▶ _Problem to work on_
Pull out from the material below all lines with "bool".

▶ _Source material_

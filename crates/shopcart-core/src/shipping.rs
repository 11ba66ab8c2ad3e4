//! # Shipping Policy
//!
//! The shipping policy pushed in from the remote configuration source and the
//! pricing rule derived from it.
//!
//! ## Policy Lifecycle
//! ```text
//! ┌─────────────────────────────────────────────────────────────────────────┐
//! │                      ShippingState Lifecycle                            │
//! │                                                                         │
//! │                    ┌──────────────┐                                     │
//! │   session start ──►│   Unloaded   │  shipping cost: unknown            │
//! │                    └──────┬───────┘                                     │
//! │                           │ set_shipping_config(..)                     │
//! │              ┌────────────┴─────────────┐                               │
//! │              ▼ Some(config)             ▼ None                          │
//! │     ┌────────────────┐         ┌────────────────┐                       │
//! │     │ Loaded(config) │         │  Unavailable   │  shipping cost:       │
//! │     └────────────────┘         └────────────────┘  unknown ("shipping   │
//! │      cost: 0 or method cost                        calculated at        │
//! │                                                    checkout")           │
//! └─────────────────────────────────────────────────────────────────────────┘
//! ```
//!
//! `Unloaded` and `Unavailable` both price shipping as unknown. Neither is
//! ever treated as free.

use serde::{Deserialize, Serialize};
use std::fmt;
use std::str::FromStr;
use ts_rs::TS;

use crate::error::ValidationError;
use crate::money::Money;
use crate::validation::validate_amount;

// =============================================================================
// Shipping Method
// =============================================================================

/// Delivery speed chosen by the shopper.
#[derive(Debug, Clone, Copy, PartialEq, Eq, Hash, Default, Serialize, Deserialize, TS)]
#[ts(export)]
#[serde(rename_all = "snake_case")]
pub enum ShippingMethod {
    /// Standard delivery (default when no selection was made).
    #[default]
    Standard,
    /// Express delivery.
    Express,
}

impl fmt::Display for ShippingMethod {
    fn fmt(&self, f: &mut fmt::Formatter<'_>) -> fmt::Result {
        match self {
            ShippingMethod::Standard => write!(f, "standard"),
            ShippingMethod::Express => write!(f, "express"),
        }
    }
}

impl FromStr for ShippingMethod {
    type Err = ValidationError;

    fn from_str(s: &str) -> Result<Self, Self::Err> {
        match s.trim().to_lowercase().as_str() {
            "standard" => Ok(ShippingMethod::Standard),
            "express" => Ok(ShippingMethod::Express),
            "" => Err(ValidationError::Required {
                field: "shipping_method".to_string(),
            }),
            _ => Err(ValidationError::OutOfRange {
                field: "shipping_method".to_string(),
                min: 0,
                max: 1,
            }),
        }
    }
}

// =============================================================================
// Shipping Config
// =============================================================================

/// Threshold/cost triple controlling whether and how much shipping is charged.
///
/// All three amounts are non-negative; construction through [`ShippingConfig::new`]
/// is the only way to build one.
#[derive(Debug, Clone, Copy, PartialEq, Eq, Serialize, TS)]
#[ts(export)]
#[serde(rename_all = "camelCase")]
pub struct ShippingConfig {
    free_shipping_threshold: Money,
    standard_shipping_cost: Money,
    express_shipping_cost: Money,
}

impl ShippingConfig {
    /// Creates a shipping policy.
    ///
    /// ## Errors
    /// `MustNotBeNegative` if any amount is below zero, `OutOfRange` if any
    /// amount exceeds [`MAX_AMOUNT_CENTS`](crate::MAX_AMOUNT_CENTS).
    ///
    /// ## Example
    /// ```rust
    /// use shopcart_core::{Money, ShippingConfig, ShippingMethod};
    ///
    /// let policy = ShippingConfig::new(
    ///     Money::from_cents(5000),
    ///     Money::from_cents(500),
    ///     Money::from_cents(1200),
    /// )
    /// .unwrap();
    ///
    /// assert_eq!(policy.quote(Money::from_cents(5000), ShippingMethod::Standard).cents(), 0);
    /// assert_eq!(policy.quote(Money::from_cents(4999), ShippingMethod::Express).cents(), 1200);
    /// ```
    pub fn new(
        free_shipping_threshold: Money,
        standard_shipping_cost: Money,
        express_shipping_cost: Money,
    ) -> Result<Self, ValidationError> {
        validate_amount("free_shipping_threshold", free_shipping_threshold)?;
        validate_amount("standard_shipping_cost", standard_shipping_cost)?;
        validate_amount("express_shipping_cost", express_shipping_cost)?;

        Ok(ShippingConfig {
            free_shipping_threshold,
            standard_shipping_cost,
            express_shipping_cost,
        })
    }

    /// Subtotal at or above which shipping is free. Zero means always free.
    #[inline]
    pub fn free_shipping_threshold(&self) -> Money {
        self.free_shipping_threshold
    }

    /// Cost of standard delivery below the threshold.
    #[inline]
    pub fn standard_shipping_cost(&self) -> Money {
        self.standard_shipping_cost
    }

    /// Cost of express delivery below the threshold.
    #[inline]
    pub fn express_shipping_cost(&self) -> Money {
        self.express_shipping_cost
    }

    /// Returns the configured cost of a method, ignoring the threshold.
    pub fn cost_of(&self, method: ShippingMethod) -> Money {
        match method {
            ShippingMethod::Standard => self.standard_shipping_cost,
            ShippingMethod::Express => self.express_shipping_cost,
        }
    }

    /// Checks whether a subtotal qualifies for free shipping.
    #[inline]
    pub fn qualifies_for_free_shipping(&self, subtotal: Money) -> bool {
        subtotal >= self.free_shipping_threshold
    }

    /// Shipping charged for a subtotal with the given method.
    ///
    /// ```text
    /// subtotal >= threshold  →  $0.00
    /// otherwise              →  cost_of(method)
    /// ```
    pub fn quote(&self, subtotal: Money, method: ShippingMethod) -> Money {
        if self.qualifies_for_free_shipping(subtotal) {
            Money::zero()
        } else {
            self.cost_of(method)
        }
    }

    /// Amount still missing to reach free shipping, `None` once qualified.
    pub fn remaining_for_free_shipping(&self, subtotal: Money) -> Option<Money> {
        if self.qualifies_for_free_shipping(subtotal) {
            None
        } else {
            Some(self.free_shipping_threshold - subtotal)
        }
    }
}

// =============================================================================
// Shipping State
// =============================================================================

/// Lifecycle of the shipping policy for a session.
#[derive(Debug, Clone, Copy, PartialEq, Eq, Default, Serialize, TS)]
#[ts(export)]
#[serde(tag = "status", content = "config", rename_all = "snake_case")]
pub enum ShippingState {
    /// No load has completed yet.
    #[default]
    Unloaded,
    /// Policy known.
    Loaded(ShippingConfig),
    /// A load was attempted and failed or returned nothing.
    Unavailable,
}

impl ShippingState {
    /// Builds the state a load result transitions to.
    pub fn from_load_result(config: Option<ShippingConfig>) -> Self {
        match config {
            Some(config) => ShippingState::Loaded(config),
            None => ShippingState::Unavailable,
        }
    }

    /// Returns the policy when loaded.
    pub fn config(&self) -> Option<&ShippingConfig> {
        match self {
            ShippingState::Loaded(config) => Some(config),
            _ => None,
        }
    }

    pub fn is_loaded(&self) -> bool {
        matches!(self, ShippingState::Loaded(_))
    }

    pub fn is_unavailable(&self) -> bool {
        matches!(self, ShippingState::Unavailable)
    }

    pub fn is_unloaded(&self) -> bool {
        matches!(self, ShippingState::Unloaded)
    }

    /// Shipping cost for a subtotal, or `None` when the policy is not known.
    pub fn quote(&self, subtotal: Money, method: ShippingMethod) -> Option<Money> {
        self.config().map(|config| config.quote(subtotal, method))
    }
}

impl fmt::Display for ShippingState {
    fn fmt(&self, f: &mut fmt::Formatter<'_>) -> fmt::Result {
        match self {
            ShippingState::Unloaded => write!(f, "unloaded"),
            ShippingState::Loaded(_) => write!(f, "loaded"),
            ShippingState::Unavailable => write!(f, "unavailable"),
        }
    }
}

// =============================================================================
// Unit Tests
// =============================================================================

#[cfg(test)]
mod tests {
    use super::*;

    fn policy(threshold: i64, standard: i64, express: i64) -> ShippingConfig {
        ShippingConfig::new(
            Money::from_cents(threshold),
            Money::from_cents(standard),
            Money::from_cents(express),
        )
        .unwrap()
    }

    #[test]
    fn test_rejects_negative_amounts() {
        let err = ShippingConfig::new(
            Money::from_cents(5000),
            Money::from_cents(-1),
            Money::from_cents(1200),
        )
        .unwrap_err();
        assert_eq!(
            err,
            ValidationError::MustNotBeNegative {
                field: "standard_shipping_cost".to_string()
            }
        );
    }

    #[test]
    fn test_rejects_oversized_amounts() {
        // 9e16 dollars of standard shipping
        let err = ShippingConfig::new(
            Money::from_cents(5000),
            Money::from_cents(9_000_000_000_000_000),
            Money::from_cents(1200),
        )
        .unwrap_err();
        assert_eq!(
            err,
            ValidationError::OutOfRange {
                field: "standard_shipping_cost".to_string(),
                min: 0,
                max: crate::MAX_AMOUNT_CENTS,
            }
        );

        assert!(ShippingConfig::new(
            Money::from_cents(crate::MAX_AMOUNT_CENTS + 1),
            Money::zero(),
            Money::zero(),
        )
        .is_err());
    }

    #[test]
    fn test_free_shipping_boundary() {
        let config = policy(5000, 500, 1200);

        // Exactly at the threshold: free
        assert_eq!(config.quote(Money::from_cents(5000), ShippingMethod::Standard), Money::zero());
        assert_eq!(config.quote(Money::from_cents(5000), ShippingMethod::Express), Money::zero());

        // One cent below: charged per method
        assert_eq!(config.quote(Money::from_cents(4999), ShippingMethod::Standard).cents(), 500);
        assert_eq!(config.quote(Money::from_cents(4999), ShippingMethod::Express).cents(), 1200);
    }

    #[test]
    fn test_zero_threshold_is_always_free() {
        let config = policy(0, 500, 1200);
        assert!(config.quote(Money::zero(), ShippingMethod::Express).is_zero());
    }

    #[test]
    fn test_remaining_for_free_shipping() {
        let config = policy(5000, 500, 1200);
        assert_eq!(
            config.remaining_for_free_shipping(Money::from_cents(3550)),
            Some(Money::from_cents(1450))
        );
        assert_eq!(config.remaining_for_free_shipping(Money::from_cents(5000)), None);
    }

    #[test]
    fn test_unknown_states_never_quote_zero() {
        let subtotal = Money::from_cents(100_000);
        assert_eq!(ShippingState::Unloaded.quote(subtotal, ShippingMethod::Standard), None);
        assert_eq!(ShippingState::Unavailable.quote(subtotal, ShippingMethod::Standard), None);
    }

    #[test]
    fn test_from_load_result() {
        assert!(ShippingState::from_load_result(None).is_unavailable());
        assert!(ShippingState::from_load_result(Some(policy(0, 0, 0))).is_loaded());
        assert!(ShippingState::default().is_unloaded());
    }

    #[test]
    fn test_shipping_method_parsing() {
        assert_eq!("standard".parse::<ShippingMethod>().unwrap(), ShippingMethod::Standard);
        assert_eq!(" Express ".parse::<ShippingMethod>().unwrap(), ShippingMethod::Express);
        assert!("overnight".parse::<ShippingMethod>().is_err());
        assert!("".parse::<ShippingMethod>().is_err());
        assert_eq!(ShippingMethod::default(), ShippingMethod::Standard);
    }

    #[test]
    fn test_state_serialization() {
        let json = serde_json::to_value(ShippingState::Unavailable).unwrap();
        assert_eq!(json["status"], "unavailable");

        let json = serde_json::to_value(ShippingState::Loaded(policy(5000, 500, 1200))).unwrap();
        assert_eq!(json["status"], "loaded");
        assert_eq!(json["config"]["freeShippingThreshold"], 5000);
    }
}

▶ _Result of the task_
    pub fn qualifies_for_free_shipping(&self, subtotal: Money) -> bool {
    pub fn is_loaded(&self) -> bool {
    pub fn is_unavailable(&self) -> bool {
    pub fn is_unloaded(&self) -> bool {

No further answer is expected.